** MATERIAL PROVIDED **
=-=-=-=-=

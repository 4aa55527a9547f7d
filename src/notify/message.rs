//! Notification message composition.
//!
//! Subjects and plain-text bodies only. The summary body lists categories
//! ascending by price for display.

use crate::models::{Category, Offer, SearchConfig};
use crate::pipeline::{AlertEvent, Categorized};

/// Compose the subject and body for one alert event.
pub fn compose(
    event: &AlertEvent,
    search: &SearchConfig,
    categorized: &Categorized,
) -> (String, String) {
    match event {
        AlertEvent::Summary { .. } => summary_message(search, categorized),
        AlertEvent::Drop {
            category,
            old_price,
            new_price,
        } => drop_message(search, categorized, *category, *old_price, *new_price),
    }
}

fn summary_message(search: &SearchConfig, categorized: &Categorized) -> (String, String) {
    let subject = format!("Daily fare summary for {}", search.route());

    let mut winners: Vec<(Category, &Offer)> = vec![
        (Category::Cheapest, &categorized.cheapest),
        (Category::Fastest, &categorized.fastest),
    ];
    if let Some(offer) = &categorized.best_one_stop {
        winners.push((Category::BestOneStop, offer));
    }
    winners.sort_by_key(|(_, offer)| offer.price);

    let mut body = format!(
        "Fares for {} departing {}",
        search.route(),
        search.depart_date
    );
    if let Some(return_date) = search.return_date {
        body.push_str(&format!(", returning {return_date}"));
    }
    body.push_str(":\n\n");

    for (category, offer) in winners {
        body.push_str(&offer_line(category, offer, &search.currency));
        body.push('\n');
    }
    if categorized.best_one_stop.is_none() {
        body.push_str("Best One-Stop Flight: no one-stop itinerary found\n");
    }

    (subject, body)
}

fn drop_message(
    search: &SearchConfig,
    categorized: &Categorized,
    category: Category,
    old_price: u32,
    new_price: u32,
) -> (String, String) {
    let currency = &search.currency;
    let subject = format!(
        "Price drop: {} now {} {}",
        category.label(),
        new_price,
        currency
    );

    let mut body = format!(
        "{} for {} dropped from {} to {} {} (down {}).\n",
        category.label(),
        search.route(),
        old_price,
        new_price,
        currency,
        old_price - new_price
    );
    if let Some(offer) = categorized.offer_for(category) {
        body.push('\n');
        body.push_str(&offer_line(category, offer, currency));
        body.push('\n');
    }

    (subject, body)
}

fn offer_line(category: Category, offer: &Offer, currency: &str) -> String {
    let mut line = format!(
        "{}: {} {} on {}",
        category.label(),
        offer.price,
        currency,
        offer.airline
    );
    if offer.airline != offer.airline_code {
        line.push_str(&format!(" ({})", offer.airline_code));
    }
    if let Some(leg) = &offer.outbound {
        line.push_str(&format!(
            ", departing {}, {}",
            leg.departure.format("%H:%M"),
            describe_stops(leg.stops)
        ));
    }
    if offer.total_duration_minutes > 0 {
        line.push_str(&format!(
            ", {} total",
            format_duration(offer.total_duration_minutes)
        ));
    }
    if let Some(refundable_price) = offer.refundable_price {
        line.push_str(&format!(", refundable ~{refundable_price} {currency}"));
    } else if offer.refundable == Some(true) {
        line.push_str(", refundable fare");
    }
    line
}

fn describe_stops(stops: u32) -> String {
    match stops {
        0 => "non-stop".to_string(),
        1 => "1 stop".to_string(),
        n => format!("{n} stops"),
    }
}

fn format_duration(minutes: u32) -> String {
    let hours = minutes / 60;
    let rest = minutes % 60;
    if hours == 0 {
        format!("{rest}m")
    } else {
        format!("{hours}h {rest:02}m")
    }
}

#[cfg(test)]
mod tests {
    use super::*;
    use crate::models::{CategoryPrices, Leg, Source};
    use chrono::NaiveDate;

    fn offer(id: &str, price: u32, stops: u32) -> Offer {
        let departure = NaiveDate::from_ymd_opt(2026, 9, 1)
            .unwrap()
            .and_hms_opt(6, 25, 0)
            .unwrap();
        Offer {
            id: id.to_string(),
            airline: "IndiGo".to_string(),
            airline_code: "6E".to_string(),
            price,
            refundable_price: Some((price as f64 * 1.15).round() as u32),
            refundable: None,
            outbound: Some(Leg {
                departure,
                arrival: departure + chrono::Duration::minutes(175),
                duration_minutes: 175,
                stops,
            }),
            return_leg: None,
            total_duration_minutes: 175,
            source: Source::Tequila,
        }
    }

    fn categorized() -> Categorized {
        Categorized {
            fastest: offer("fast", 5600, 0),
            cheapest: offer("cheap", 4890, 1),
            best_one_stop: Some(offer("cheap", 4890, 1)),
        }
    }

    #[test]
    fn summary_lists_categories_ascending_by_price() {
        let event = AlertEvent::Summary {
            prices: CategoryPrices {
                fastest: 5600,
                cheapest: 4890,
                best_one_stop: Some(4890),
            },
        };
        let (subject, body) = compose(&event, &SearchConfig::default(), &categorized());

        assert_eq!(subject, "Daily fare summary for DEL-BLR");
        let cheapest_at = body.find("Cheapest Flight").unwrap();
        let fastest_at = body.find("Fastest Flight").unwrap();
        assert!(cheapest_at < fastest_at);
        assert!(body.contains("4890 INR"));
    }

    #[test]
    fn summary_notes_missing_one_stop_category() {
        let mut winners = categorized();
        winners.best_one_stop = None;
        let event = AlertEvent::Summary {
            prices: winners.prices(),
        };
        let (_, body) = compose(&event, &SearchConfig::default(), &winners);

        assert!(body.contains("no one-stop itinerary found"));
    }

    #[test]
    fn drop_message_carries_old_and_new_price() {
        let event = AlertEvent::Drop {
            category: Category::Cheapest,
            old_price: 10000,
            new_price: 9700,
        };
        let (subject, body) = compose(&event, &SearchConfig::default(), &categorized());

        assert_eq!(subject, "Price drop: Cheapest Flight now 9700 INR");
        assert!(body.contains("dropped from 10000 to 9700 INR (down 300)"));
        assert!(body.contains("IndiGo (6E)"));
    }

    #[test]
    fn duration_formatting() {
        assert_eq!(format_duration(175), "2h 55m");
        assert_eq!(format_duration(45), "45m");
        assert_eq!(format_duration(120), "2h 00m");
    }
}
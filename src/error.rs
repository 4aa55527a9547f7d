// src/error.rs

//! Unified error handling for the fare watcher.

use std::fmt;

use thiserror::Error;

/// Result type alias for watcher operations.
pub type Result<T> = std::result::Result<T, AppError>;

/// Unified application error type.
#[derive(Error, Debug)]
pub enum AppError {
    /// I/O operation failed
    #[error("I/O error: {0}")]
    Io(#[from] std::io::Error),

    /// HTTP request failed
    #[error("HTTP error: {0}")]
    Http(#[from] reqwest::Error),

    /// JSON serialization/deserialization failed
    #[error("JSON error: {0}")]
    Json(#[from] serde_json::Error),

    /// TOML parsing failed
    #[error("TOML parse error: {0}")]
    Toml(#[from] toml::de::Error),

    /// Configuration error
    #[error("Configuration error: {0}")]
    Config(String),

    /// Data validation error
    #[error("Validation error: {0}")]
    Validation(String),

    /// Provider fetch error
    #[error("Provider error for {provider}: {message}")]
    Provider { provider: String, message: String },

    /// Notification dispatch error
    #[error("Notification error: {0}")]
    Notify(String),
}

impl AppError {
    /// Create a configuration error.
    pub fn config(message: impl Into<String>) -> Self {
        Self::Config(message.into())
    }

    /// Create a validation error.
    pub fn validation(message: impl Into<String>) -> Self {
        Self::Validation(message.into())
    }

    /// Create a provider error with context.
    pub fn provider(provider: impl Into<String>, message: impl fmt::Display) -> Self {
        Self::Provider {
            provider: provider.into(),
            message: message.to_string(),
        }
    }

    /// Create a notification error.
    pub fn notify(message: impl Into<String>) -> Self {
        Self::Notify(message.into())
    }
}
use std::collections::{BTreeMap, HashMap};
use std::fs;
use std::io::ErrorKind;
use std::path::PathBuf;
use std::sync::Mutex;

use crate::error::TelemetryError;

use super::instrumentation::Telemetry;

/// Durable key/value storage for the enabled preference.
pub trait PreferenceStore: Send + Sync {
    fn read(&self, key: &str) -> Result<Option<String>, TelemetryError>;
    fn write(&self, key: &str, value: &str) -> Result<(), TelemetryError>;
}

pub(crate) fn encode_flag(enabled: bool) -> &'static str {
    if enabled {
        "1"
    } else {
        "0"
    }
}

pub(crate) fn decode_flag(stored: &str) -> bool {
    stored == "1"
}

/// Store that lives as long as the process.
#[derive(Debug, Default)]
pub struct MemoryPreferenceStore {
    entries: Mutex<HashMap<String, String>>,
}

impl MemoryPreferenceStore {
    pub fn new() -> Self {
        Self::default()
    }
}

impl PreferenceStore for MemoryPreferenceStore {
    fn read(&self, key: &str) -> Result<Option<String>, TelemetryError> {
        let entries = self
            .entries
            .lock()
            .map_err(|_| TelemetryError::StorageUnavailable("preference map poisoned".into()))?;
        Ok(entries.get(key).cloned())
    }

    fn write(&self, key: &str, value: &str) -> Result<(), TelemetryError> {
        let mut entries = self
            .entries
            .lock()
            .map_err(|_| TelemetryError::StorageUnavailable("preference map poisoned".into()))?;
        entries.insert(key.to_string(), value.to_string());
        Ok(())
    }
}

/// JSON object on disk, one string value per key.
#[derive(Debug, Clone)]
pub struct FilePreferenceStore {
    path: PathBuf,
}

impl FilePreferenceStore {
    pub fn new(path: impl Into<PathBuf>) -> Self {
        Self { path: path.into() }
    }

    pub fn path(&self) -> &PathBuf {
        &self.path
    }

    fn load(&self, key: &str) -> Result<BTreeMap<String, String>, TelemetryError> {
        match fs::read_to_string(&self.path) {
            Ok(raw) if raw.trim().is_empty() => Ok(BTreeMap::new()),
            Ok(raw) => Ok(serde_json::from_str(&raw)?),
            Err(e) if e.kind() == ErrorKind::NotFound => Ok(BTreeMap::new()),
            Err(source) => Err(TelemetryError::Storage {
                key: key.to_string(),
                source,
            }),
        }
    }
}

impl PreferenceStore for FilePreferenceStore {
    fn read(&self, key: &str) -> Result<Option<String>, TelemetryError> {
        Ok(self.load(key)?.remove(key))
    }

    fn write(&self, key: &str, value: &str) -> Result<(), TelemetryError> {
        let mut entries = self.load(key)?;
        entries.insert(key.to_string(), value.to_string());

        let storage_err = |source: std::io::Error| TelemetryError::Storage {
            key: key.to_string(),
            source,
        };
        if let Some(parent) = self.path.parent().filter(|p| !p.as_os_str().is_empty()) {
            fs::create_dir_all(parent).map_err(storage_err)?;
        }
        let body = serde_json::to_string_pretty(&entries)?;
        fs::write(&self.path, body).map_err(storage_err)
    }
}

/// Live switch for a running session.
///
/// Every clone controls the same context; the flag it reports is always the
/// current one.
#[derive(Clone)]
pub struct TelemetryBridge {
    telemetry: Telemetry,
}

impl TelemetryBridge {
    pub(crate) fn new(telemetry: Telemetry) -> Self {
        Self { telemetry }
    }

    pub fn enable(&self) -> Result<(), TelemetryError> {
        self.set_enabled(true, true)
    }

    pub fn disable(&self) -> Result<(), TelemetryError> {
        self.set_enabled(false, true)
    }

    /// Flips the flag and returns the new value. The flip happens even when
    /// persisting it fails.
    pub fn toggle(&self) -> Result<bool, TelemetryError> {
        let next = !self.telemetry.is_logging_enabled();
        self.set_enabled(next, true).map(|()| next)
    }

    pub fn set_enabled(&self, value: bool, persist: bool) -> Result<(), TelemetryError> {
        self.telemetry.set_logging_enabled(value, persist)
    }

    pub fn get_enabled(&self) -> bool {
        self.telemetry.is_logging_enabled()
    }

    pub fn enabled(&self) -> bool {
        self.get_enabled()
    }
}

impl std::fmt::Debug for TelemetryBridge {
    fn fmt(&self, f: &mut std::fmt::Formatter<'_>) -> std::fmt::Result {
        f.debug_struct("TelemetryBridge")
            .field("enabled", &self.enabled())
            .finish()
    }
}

=-=-=-=-=

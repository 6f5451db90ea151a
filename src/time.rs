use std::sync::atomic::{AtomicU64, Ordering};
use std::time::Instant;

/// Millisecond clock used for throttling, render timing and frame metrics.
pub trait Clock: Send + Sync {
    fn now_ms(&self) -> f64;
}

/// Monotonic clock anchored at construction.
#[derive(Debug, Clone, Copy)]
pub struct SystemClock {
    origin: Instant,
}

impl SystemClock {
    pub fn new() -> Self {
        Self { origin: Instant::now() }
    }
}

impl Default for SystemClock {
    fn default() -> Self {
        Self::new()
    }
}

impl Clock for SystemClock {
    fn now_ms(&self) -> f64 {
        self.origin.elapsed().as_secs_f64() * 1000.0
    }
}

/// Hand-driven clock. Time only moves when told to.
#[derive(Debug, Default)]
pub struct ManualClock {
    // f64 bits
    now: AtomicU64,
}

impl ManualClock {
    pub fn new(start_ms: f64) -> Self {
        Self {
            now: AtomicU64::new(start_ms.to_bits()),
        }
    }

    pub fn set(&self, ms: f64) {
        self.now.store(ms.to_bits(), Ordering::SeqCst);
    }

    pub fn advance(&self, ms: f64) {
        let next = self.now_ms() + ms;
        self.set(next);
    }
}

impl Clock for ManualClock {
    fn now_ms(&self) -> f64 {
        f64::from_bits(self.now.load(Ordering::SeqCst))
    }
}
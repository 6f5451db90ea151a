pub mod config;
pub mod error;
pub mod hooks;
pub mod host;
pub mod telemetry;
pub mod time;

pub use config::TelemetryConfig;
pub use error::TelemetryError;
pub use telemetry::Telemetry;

=-=-=-=-=

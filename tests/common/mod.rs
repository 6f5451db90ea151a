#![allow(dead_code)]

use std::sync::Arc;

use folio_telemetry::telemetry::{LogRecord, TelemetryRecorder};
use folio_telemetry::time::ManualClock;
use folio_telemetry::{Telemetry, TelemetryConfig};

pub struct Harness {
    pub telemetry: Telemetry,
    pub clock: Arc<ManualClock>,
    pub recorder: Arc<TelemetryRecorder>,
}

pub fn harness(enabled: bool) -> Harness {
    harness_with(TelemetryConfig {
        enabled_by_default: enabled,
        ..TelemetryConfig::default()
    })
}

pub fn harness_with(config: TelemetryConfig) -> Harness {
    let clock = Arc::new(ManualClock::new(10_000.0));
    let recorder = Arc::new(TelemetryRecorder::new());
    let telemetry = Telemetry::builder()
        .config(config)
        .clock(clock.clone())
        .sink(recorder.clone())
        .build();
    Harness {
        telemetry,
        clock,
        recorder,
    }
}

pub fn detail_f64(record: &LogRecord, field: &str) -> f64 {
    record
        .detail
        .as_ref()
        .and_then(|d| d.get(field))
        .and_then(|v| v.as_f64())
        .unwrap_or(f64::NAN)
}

=-=-=-=-=

** EXERCISE OBJECTIVE **
Run a filter over the data above and keep each line that contains the word "ErrorKind".

** OUTPUT BELOW **
use std::io::ErrorKind;
            Err(e) if e.kind() == ErrorKind::NotFound => Ok(BTreeMap::new()),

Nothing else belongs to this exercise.